Figures for July show that broadcast advertising is picking up in the US and prospects for 2004 are even brighter with political and sporting events likely to act as a springboard.
The threat of war and the uncertain economic climate deterred many advertisers in the early months of 2003 and broadcast TV revenues were up by just 2.1% in the six months to June, according to the TVB (see US Television Revenues Nudge Up 2.1% In H1).
Other assessments are even less encouraging with Nielsen Monitor-Plus claiming that network TV ad spending fell by 3.5% in the first seven months of 2002. However, closer inspection reveals that revenues were up 3.2% in July, thanks in part to an 8.1% rise in spot advertising (see Advertisers Switching Back To Spot TV).

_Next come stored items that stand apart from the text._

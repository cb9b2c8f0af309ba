use crate::export::theme::{Palette, Section, ThemeDescriptor, ThemeGenerator};
use crate::model::ThemeId;

pub static DESCRIPTOR: ThemeDescriptor = ThemeDescriptor {
    id: ThemeId::Galaxy,
    label: "Galaxy",
    tagline: "Build cosmic experiences.",
    sections: &[
        Section::Profile,
        Section::About,
        Section::Experience,
        Section::Skills,
        Section::Projects,
        Section::Contact,
    ],
    palette: Palette {
        background: "#020617",
        page: "bg-slate-950 text-slate-100",
        nav: "bg-slate-950/70 border-b border-white/10",
        heading: "bg-clip-text text-transparent bg-gradient-to-r from-fuchsia-400 via-cyan-300 to-emerald-300",
        accent: "text-fuchsia-300",
        muted: "text-slate-300",
        card: "bg-white/5 border border-white/10",
        band: "bg-white/5",
        chip: "bg-white/5 border border-white/10 text-slate-100",
        button: "bg-fuchsia-500 text-black hover:bg-fuchsia-400",
        ring: "ring-fuchsia-500/40",
        link: "text-cyan-300 hover:text-cyan-100",
    },
};

pub struct GalaxyTheme;

impl ThemeGenerator for GalaxyTheme {
    fn descriptor(&self) -> &'static ThemeDescriptor {
        &DESCRIPTOR
    }
}

#[cfg(test)]
mod tests {
    use super::*;
    use crate::model::PortfolioDraft;

    #[test]
    fn test_galaxy_tagline_and_palette() {
        let files = GalaxyTheme.generate(&PortfolioDraft::default()).unwrap();
        let page = &files["app/page.tsx"];
        assert!(page.contains("__html: `Build cosmic experiences.`"));
        assert!(page.contains("from-fuchsia-400 via-cyan-300 to-emerald-300"));
        assert!(files["app/globals.css"].contains("background: #020617;"));
    }

    #[test]
    fn test_galaxy_manifest_name() {
        let draft = PortfolioDraft {
            name: Some("Alex  Galaxy".to_string()),
            ..PortfolioDraft::default()
        };
        let files = GalaxyTheme.generate(&draft).unwrap();
        assert!(files["package.json"].contains("\"name\": \"alex-galaxy-nocodefolio-galaxy\""));
    }
}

Statistics reveal that advertisers buying network TV increased by 0.7% that month. This is encouraging given that the number using the medium in the year to that point was down 5.1%.

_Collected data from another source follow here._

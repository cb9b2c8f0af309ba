//! `package.json` for generated projects.

use std::collections::BTreeMap;

use once_cell::sync::Lazy;
use regex::Regex;
use serde::{Deserialize, Serialize};

use crate::errors::ExportResult;
use crate::export::theme::ThemeDescriptor;

static WHITESPACE_RUN: Lazy<Regex> =
    Lazy::new(|| Regex::new(r"\s+").expect("whitespace pattern is valid"));

pub const NEXT_VERSION: &str = "14.1.3";
pub const REACT_VERSION: &str = "^18.2.0";

/// Lower-case `name` and collapse each whitespace run into one `-`.
///
/// Runs at either end become a leading or trailing `-`; nothing else is
/// removed or substituted.
pub fn slugify(name: &str) -> String {
    WHITESPACE_RUN
        .replace_all(&name.to_lowercase(), "-")
        .into_owned()
}

pub fn package_name(name: &str, descriptor: &ThemeDescriptor) -> String {
    format!("{}-{}", slugify(name), descriptor.package_suffix())
}

#[derive(Serialize, Deserialize, Debug, Clone, PartialEq, Eq)]
pub struct Scripts {
    pub dev: String,
    pub build: String,
    pub start: String,
}

#[derive(Serialize, Deserialize, Debug, Clone, PartialEq, Eq)]
#[serde(rename_all = "camelCase")]
pub struct PackageManifest {
    pub name: String,
    pub private: bool,
    pub version: String,
    pub scripts: Scripts,
    pub dependencies: BTreeMap<String, String>,
    pub dev_dependencies: BTreeMap<String, String>,
}

impl PackageManifest {
    pub fn new(name: &str, descriptor: &ThemeDescriptor) -> Self {
        let dependencies = [
            ("next", NEXT_VERSION),
            ("react", REACT_VERSION),
            ("react-dom", REACT_VERSION),
        ];
        let dev_dependencies = [
            ("@types/node", "^20.11.0"),
            ("@types/react", "^18.2.0"),
            ("@types/react-dom", "^18.2.0"),
            ("autoprefixer", "^10.4.17"),
            ("postcss", "^8.4.35"),
            ("tailwindcss", "^3.4.1"),
            ("typescript", "^5.3.3"),
        ];

        Self {
            name: package_name(name, descriptor),
            private: true,
            version: "0.1.0".to_string(),
            scripts: Scripts {
                dev: "next dev".to_string(),
                build: "next build".to_string(),
                start: "next start".to_string(),
            },
            dependencies: to_map(&dependencies),
            dev_dependencies: to_map(&dev_dependencies),
        }
    }

    pub fn to_json(&self) -> ExportResult<String> {
        Ok(serde_json::to_string_pretty(self)?)
    }
}

fn to_map(pairs: &[(&str, &str)]) -> BTreeMap<String, String> {
    pairs
        .iter()
        .map(|(k, v)| (k.to_string(), v.to_string()))
        .collect()
}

Mediapost analysis of Nielsen data also shows that average unit rates are climbing. The average cost per 30-second spot on the major broadcast networks rose 10.7% year on year in July and was up 3.9% over a seven month period.
These increases should be put in the context of the general economic revival. The National Association for Business Economists is forecasting a 4.5% annualised GDP increase in the third quarter of 2003, then 4% in the fourth.
In advertising terms, the US presidential election and the Athens Olympics are the two major forthcoming events and with the NABE predicting a 2.6% GDP rise this year, followed by 4% growth in 2004, there is plenty of cause for optimism.
The TVB anticipates that spot TV revenues will grow 10-11% next year and while Merrill Lynch is more cautious, predicting a 6.2% increase, it is clear that the recovery is well and truly underway.